Shit and Shinola. This was a whole new side to Leon's otherwise sensible character that I could have done without. "Okay, I'll be right there." I slammed the earpiece back on its hook with more force than was really required.
"He strikes me as being a cautious soul," Charles Escott commented from his seat at the kitchen table, where he'd heard my end of the conversation. Before him was his modest evening meal, purchased on the way back from his office. A sandwich and spuds tonight, making a change from his usual white cartons packed full of Chinese food. "He gave you no clue to the problem?"
"Leon's crew found something in the cellar. He wouldn't say what."
Escott looked up, his gray eyes and lean face suddenly bright with interest and grim concern. "It must be a body, then."
"Now where the hell do you get that?"
"If they'd ruptured a gas or water main, Mr. Kell would have been much more forthcoming with information. If it had been buried treasure, he'd not have called, period."
It was too early in the evening for me to deal with this kind of thing, I thought.
"I'll accompany you, if you don't mind."
"You need to eat." It wasn't just his face that was lean. When he got busy on a case Escott sometimes forgot about food unless someone bothered to remind him. He didn't have a lot of friends, so that job usually fell to me.
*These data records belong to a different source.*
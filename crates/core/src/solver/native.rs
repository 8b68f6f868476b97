//! Fortran DISORT backend
//!
//! Binds the C shim (`libdisort_c`) that fronts the Fortran DISORT
//! routine. The shim takes the solver's positional argument list exactly
//! as frozen in [`SolverArgs`], followed by pointers to the eight
//! caller-allocated output arrays, and returns a status code (0 = ok).
//! Logicals travel as `c_int` (0/1) and the phase-moment table as a flat
//! moment-major block, which is exactly the column-major storage of the
//! marshalled `DMatrix`.

use crate::args::SolverArgs;
use crate::error::SolverError;
use crate::fields::RadiativeFields;
use crate::solver::DisortSolver;
use std::ffi::CString;
use std::os::raw::{c_char, c_double, c_int};
use tracing::debug;

#[link(name = "disort_c")]
extern "C" {
    #[allow(clippy::too_many_arguments)]
    fn disort_driver(
        nlyr: c_int,
        dtauc: *const c_double,
        ssalb: *const c_double,
        nmom: c_int,
        pmom: *const c_double,
        temper: *const c_double,
        wvnmlo: c_double,
        wvnmhi: c_double,
        usrtau: c_int,
        ntau: c_int,
        utau: *const c_double,
        nstr: c_int,
        usrang: c_int,
        numu: c_int,
        umu: *const c_double,
        nphi: c_int,
        phi: *const c_double,
        ibcnd: c_int,
        fbeam: c_double,
        umu0: c_double,
        phi0: c_double,
        fisot: c_double,
        lamber: c_int,
        albedo: c_double,
        btemp: c_double,
        ttemp: c_double,
        temis: c_double,
        plank: c_int,
        onlyfl: c_int,
        accur: c_double,
        prnt: *const c_int,
        header: *const c_char,
        rfldir: *mut c_double,
        rfldn: *mut c_double,
        flup: *mut c_double,
        dfdt: *mut c_double,
        uavg: *mut c_double,
        uu: *mut c_double,
        albmed: *mut c_double,
        trnmed: *mut c_double,
    ) -> c_int;
}

/// The real discrete-ordinates solver, reached through the C shim.
///
/// Solver-internal failures (numerical non-convergence, invalid internal
/// state) surface only as the shim's status code and are passed through
/// uninterpreted.
#[derive(Debug, Clone, Copy, Default)]
pub struct NativeDisort;

impl DisortSolver for NativeDisort {
    fn run(&self, args: &SolverArgs) -> Result<RadiativeFields, SolverError> {
        let header = CString::new(args.header.as_str())
            .map_err(|_| SolverError("header contains an interior NUL byte".into()))?;
        let prnt: Vec<c_int> = args.prnt.iter().map(|&p| c_int::from(p)).collect();

        let mut fields = RadiativeFields::zeroed(args.ntau, args.numu, args.nphi);

        debug!(nlyr = args.nlyr, nstr = args.nstr, "invoking native disort");
        let status = unsafe {
            disort_driver(
                args.nlyr as c_int,
                args.dtauc.as_ptr(),
                args.ssalb.as_ptr(),
                args.nmom as c_int,
                args.pmom.as_slice().as_ptr(),
                args.temper.as_ptr(),
                args.wvnmlo,
                args.wvnmhi,
                c_int::from(args.usrtau),
                args.ntau as c_int,
                args.utau.as_ptr(),
                args.nstr as c_int,
                c_int::from(args.usrang),
                args.numu as c_int,
                args.umu.as_ptr(),
                args.nphi as c_int,
                args.phi.as_ptr(),
                args.ibcnd,
                args.fbeam,
                args.umu0,
                args.phi0,
                args.fisot,
                c_int::from(args.lamber),
                args.albedo,
                args.btemp,
                args.ttemp,
                args.temis,
                c_int::from(args.plank),
                c_int::from(args.onlyfl),
                args.accur,
                prnt.as_ptr(),
                header.as_ptr(),
                fields.rfldir.as_mut_ptr(),
                fields.rfldn.as_mut_ptr(),
                fields.flup.as_mut_ptr(),
                fields.dfdt.as_mut_ptr(),
                fields.uavg.as_mut_ptr(),
                fields.uu.as_mut_ptr(),
                fields.albmed.as_mut_ptr(),
                fields.trnmed.as_mut_ptr(),
            )
        };

        if status != 0 {
            return Err(SolverError(format!("disort shim returned status {status}")));
        }
        Ok(fields)
    }

    fn backend_name(&self) -> &'static str {
        "native-disort"
    }
}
Besides, something was going wrong with the most important new thing in my life, and I didn't want to sit around waiting for him to finish his feed bag.
And damned if he didn't seem to read my mind. "I'll have ingested sufficient nourishment by the time you've finished changing, unless you plan to establish a truly informal atmosphere to the site by appearing in such attire."
I gave him a brief sour smile, then vanished between one eyeblink and the next to go upstairs for clothes. He must have expected the move, for I didn't get his usual comment of "damn" in reaction. Show-off antics like that nearly always got some kind of rise from him. I only did it now to divert myself from the gut-sinking idea that he was probably right.
This was post-Prohibition Chicago and still reeling from the aftermath of Big Al's near-uncontested reign. The old building I'd picked to house what would become Lady Crymsyn had a violent history; it'd be strange if there wasn't a nasty surprise in the cellar.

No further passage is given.